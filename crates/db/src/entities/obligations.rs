//! `SeaORM` Entity for the obligations table.

use sea_orm::entity::prelude::*;
use serde::{Deserialize, Serialize};

use super::sea_orm_active_enums::{ObligationKind, ObligationState};

#[derive(Clone, Debug, PartialEq, DeriveEntityModel, Eq, Serialize, Deserialize)]
#[sea_orm(table_name = "obligations")]
pub struct Model {
    #[sea_orm(primary_key, auto_increment = false)]
    pub id: Uuid,
    /// `(session_id, kind)` is unique - the idempotence anchor.
    pub kind: ObligationKind,
    pub account_id: Uuid,
    pub amount: Decimal,
    /// Unsettled balance; only ever decreases, via applications.
    pub remaining: Decimal,
    pub accrual_date: Date,
    pub state: ObligationState,
    pub session_id: Uuid,
    pub student_id: Option<Uuid>,
    pub tutor_id: Option<Uuid>,
    pub course_id: Option<Uuid>,
    pub enrollment_id: Option<Uuid>,
    pub detail: String,
    pub created_at: DateTimeWithTimeZone,
}

#[derive(Copy, Clone, Debug, EnumIter, DeriveRelation)]
pub enum Relation {
    #[sea_orm(
        belongs_to = "super::accounts::Entity",
        from = "Column::AccountId",
        to = "super::accounts::Column::Id"
    )]
    Accounts,
    #[sea_orm(
        belongs_to = "super::class_sessions::Entity",
        from = "Column::SessionId",
        to = "super::class_sessions::Column::Id"
    )]
    ClassSessions,
    #[sea_orm(has_many = "super::applications::Entity")]
    Applications,
}

impl Related<super::accounts::Entity> for Entity {
    fn to() -> RelationDef {
        Relation::Accounts.def()
    }
}

impl Related<super::class_sessions::Entity> for Entity {
    fn to() -> RelationDef {
        Relation::ClassSessions.def()
    }
}

impl Related<super::applications::Entity> for Entity {
    fn to() -> RelationDef {
        Relation::Applications.def()
    }
}

impl ActiveModelBehavior for ActiveModel {}
//! Journal routes: diary, expected-vs-real, CSV export.

use axum::{
    Json, Router,
    extract::{Query, State},
    http::{StatusCode, header},
    response::IntoResponse,
    routing::get,
};
use chrono::NaiveDate;
use serde::Deserialize;
use serde_json::json;
use tracing::error;
use uuid::Uuid;

use crate::{AppState, middleware::AuthStaff};
use aula_core::journal::DiaryEntry;
use aula_db::JournalRepository;
use aula_db::repositories::journal::JournalError;

/// Creates the journal routes (requires auth middleware to be applied externally).
pub fn routes() -> Router<AppState> {
    Router::new()
        .route("/treasury/journal", get(diary))
        .route("/treasury/journal/expected-vs-real", get(expected_vs_real))
        .route("/treasury/journal/export", get(export_csv))
}

/// Query parameters for the diary.
#[derive(Debug, Deserialize)]
pub struct DiaryQuery {
    /// Range start (inclusive).
    pub from: NaiveDate,
    /// Range end (inclusive).
    pub to: NaiveDate,
    /// Restrict to one account.
    pub account_id: Option<Uuid>,
    /// Include pending obligations (default false).
    #[serde(default)]
    pub include_pending: bool,
}

/// Query parameters for expected-vs-real and export.
#[derive(Debug, Deserialize)]
pub struct RangeQuery {
    /// Range start (inclusive).
    pub from: NaiveDate,
    /// Range end (inclusive).
    pub to: NaiveDate,
}

fn journal_error_response(e: &JournalError) -> axum::response::Response {
    match e {
        JournalError::InvalidRange { .. } => (
            StatusCode::BAD_REQUEST,
            Json(json!({
                "error": "invalid_range",
                "message": e.to_string()
            })),
        )
            .into_response(),
        JournalError::Database(_) => {
            error!(error = %e, "Journal query failed");
            (
                StatusCode::INTERNAL_SERVER_ERROR,
                Json(json!({
                    "error": "internal_error",
                    "message": "An error occurred"
                })),
            )
                .into_response()
        }
    }
}

/// GET `/treasury/journal` - The diary with per-account running balances.
async fn diary(
    State(state): State<AppState>,
    _staff: AuthStaff,
    Query(query): Query<DiaryQuery>,
) -> impl IntoResponse {
    let repo = JournalRepository::new((*state.db).clone());

    match repo
        .diary(query.from, query.to, query.account_id, query.include_pending)
        .await
    {
        Ok(entries) => (StatusCode::OK, Json(json!({ "entries": entries }))).into_response(),
        Err(e) => journal_error_response(&e),
    }
}

/// GET `/treasury/journal/expected-vs-real` - Per-day expected versus real
/// totals.
async fn expected_vs_real(
    State(state): State<AppState>,
    _staff: AuthStaff,
    Query(query): Query<RangeQuery>,
) -> impl IntoResponse {
    let repo = JournalRepository::new((*state.db).clone());

    match repo.expected_vs_real(query.from, query.to).await {
        Ok(days) => (StatusCode::OK, Json(json!({ "days": days }))).into_response(),
        Err(e) => journal_error_response(&e),
    }
}

/// GET `/treasury/journal/export` - The diary as a CSV download.
async fn export_csv(
    State(state): State<AppState>,
    _staff: AuthStaff,
    Query(query): Query<RangeQuery>,
) -> impl IntoResponse {
    let repo = JournalRepository::new((*state.db).clone());

    let entries = match repo.diary(query.from, query.to, None, true).await {
        Ok(entries) => entries,
        Err(e) => return journal_error_response(&e),
    };

    match render_csv(&entries) {
        Ok(body) => {
            let filename = format!("journal_{}_{}.csv", query.from, query.to);
            (
                StatusCode::OK,
                [
                    (header::CONTENT_TYPE, "text/csv; charset=utf-8".to_string()),
                    (
                        header::CONTENT_DISPOSITION,
                        format!("attachment; filename=\"{filename}\""),
                    ),
                ],
                body,
            )
                .into_response()
        }
        Err(e) => {
            error!(error = %e, "Failed to render journal CSV");
            (
                StatusCode::INTERNAL_SERVER_ERROR,
                Json(json!({
                    "error": "internal_error",
                    "message": "An error occurred"
                })),
            )
                .into_response()
        }
    }
}

/// Renders diary entries as CSV. Formatting only; the numbers come straight
/// from the diary.
fn render_csv(entries: &[DiaryEntry]) -> Result<String, csv::Error> {
    let mut writer = csv::Writer::from_writer(Vec::new());
    writer.write_record([
        "date", "account_id", "source", "detail", "debit", "credit", "balance",
    ])?;

    for entry in entries {
        writer.write_record([
            entry.date.to_string(),
            entry.account_id.to_string(),
            match entry.source {
                aula_core::journal::EntrySource::Obligation => "obligation".to_string(),
                aula_core::journal::EntrySource::Payment => "payment".to_string(),
            },
            entry.detail.clone(),
            entry.debit.to_string(),
            entry.credit.to_string(),
            entry.balance.to_string(),
        ])?;
    }

    let bytes = writer.into_inner().map_err(|e| e.into_error())?;
    Ok(String::from_utf8_lossy(&bytes).into_owned())
}

#[cfg(test)]
mod tests {
    use super::*;
    use aula_core::journal::{EntrySource, JournalRow, with_running_balance};
    use aula_shared::types::AccountId;
    use rust_decimal_macros::dec;

    #[test]
    fn test_render_csv_includes_header_and_rows() {
        let account = AccountId::new();
        let rows = vec![JournalRow {
            id: Uuid::now_v7(),
            date: NaiveDate::from_ymd_opt(2026, 4, 6).unwrap(),
            account_id: account,
            debit: dec!(10000),
            credit: dec!(0),
            detail: "Algebra on 2026-04-06".to_string(),
            source: EntrySource::Obligation,
        }];
        let entries = with_running_balance(rows);

        let csv = render_csv(&entries).unwrap();
        let mut lines = csv.lines();
        assert_eq!(
            lines.next().unwrap(),
            "date,account_id,source,detail,debit,credit,balance"
        );
        let row = lines.next().unwrap();
        assert!(row.starts_with("2026-04-06"));
        assert!(row.contains("obligation"));
        assert!(row.contains("10000"));
    }
}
- - - -
Every line in the entries above that mentions the word "match" must be shown.

    match e {
    match repo
    match repo.expected_vs_real(query.from, query.to).await {
    let entries = match repo.diary(query.from, query.to, None, true).await {
    match render_csv(&entries) {
            match entry.source {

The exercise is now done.